Development of novel C9 CAR-T cells for pancreatic ductal adenocarcinoma

Pancreatic ductal adenocarcinoma (PDAC) is a highly aggressive tumor with a global incidence <5/100k and unmet medical needs. It is typically diagnosed at an advanced stage, which limits surgical options and portends a poor prognosis. Various chemotherapy techniques, either alone or in combination, have demonstrated low efficacy and toxicity profiles in patients while delivering minor survival gains. Chimeric antigen receptor (CAR) T-cell immunotherapy has shown notable success in the treatment of haematological malignancies but its effectiveness in PDAC has been limited, largely due to the restricted repertoire of tumor antigens accessible for targeting. Moreover, most of the identified targets are shared with normal tissues, often causing on-tumor/off-target toxicity affecting the effectiveness of such therapies. This highlights the pressing need to identify novel and specific biomarkers for PDAC. In the current study, we accomplished this aim by investigating the potential role of oncofetal chondroitin sulfate (ofCS), a uniquely modified form of chondroitin sulfate (CS) as a novel and cancer-specific target, universally expressed on the membrane of various cancer cells including cancer stem cells and focused on developing an adoptive T-cell therapeutic approach against this antigen.
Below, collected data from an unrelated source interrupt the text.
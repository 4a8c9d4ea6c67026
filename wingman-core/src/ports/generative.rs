//! Generative model port
//!
//! Defines the interface to the hosted generative-AI service. The assistant
//! only needs four shapes of output: free text, JSON matching a schema, an
//! image, and synthesized speech.

use base64::Engine;
use serde::{Deserialize, Serialize};
use serde_json::Value as JsonValue;

use crate::domain::result::{Error, Result};

/// Binary payload returned inline by the model (base64 encoded)
#[derive(Debug, Clone, PartialEq, Eq, Serialize, Deserialize)]
#[serde(rename_all = "camelCase")]
pub struct InlineData {
    pub mime_type: String,
    pub data: String,
}

impl InlineData {
    pub fn new(mime_type: impl Into<String>, data: impl Into<String>) -> Self {
        Self {
            mime_type: mime_type.into(),
            data: data.into(),
        }
    }

    /// Decode the base64 payload
    pub fn decode(&self) -> Result<Vec<u8>> {
        base64::engine::general_purpose::STANDARD
            .decode(self.data.trim())
            .map_err(|e| Error::validation(format!("Invalid base64 payload: {}", e)))
    }
}

/// Generative model trait
///
/// Every call is a single request/response. Implementations do not retry and
/// cannot be cancelled once started.
pub trait GenerativeModel: Send + Sync {
    /// Model family name (e.g., "gemini")
    fn name(&self) -> &str;

    /// Generate free text (usually markdown) for a prompt
    fn generate_text(&self, prompt: &str) -> Result<String>;

    /// Generate a JSON document matching `schema`
    ///
    /// # Arguments
    /// * `prompt` - Instructions for the model
    /// * `schema` - Response schema in the service's schema dialect
    fn generate_json(&self, prompt: &str, schema: &JsonValue) -> Result<JsonValue>;

    /// Generate an image from a text description
    fn generate_image(&self, prompt: &str) -> Result<InlineData>;

    /// Synthesize speech for `text`
    ///
    /// Returns raw little-endian 16-bit PCM at the service's fixed sample rate.
    fn generate_speech(&self, text: &str) -> Result<InlineData>;
}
We have shown that ofCS is universally expressed in a repertoire of primary PDAC lines as well as in circulating tumor cells assessed using flow cytometry and on human and murine PDAC tissues using immunofluorescence, while confirming the specificity of our novel antibody against this target. Third-generation indirect anti-ofCS CAR-T cells were generated from healthy donor mice spleens and their tumor-killing potential tested in a murine in-vitro setting. Our data demonstrated ofCS as a novel universal cancer-specific antigen that can be exploited as a target using murine CAR-T cells.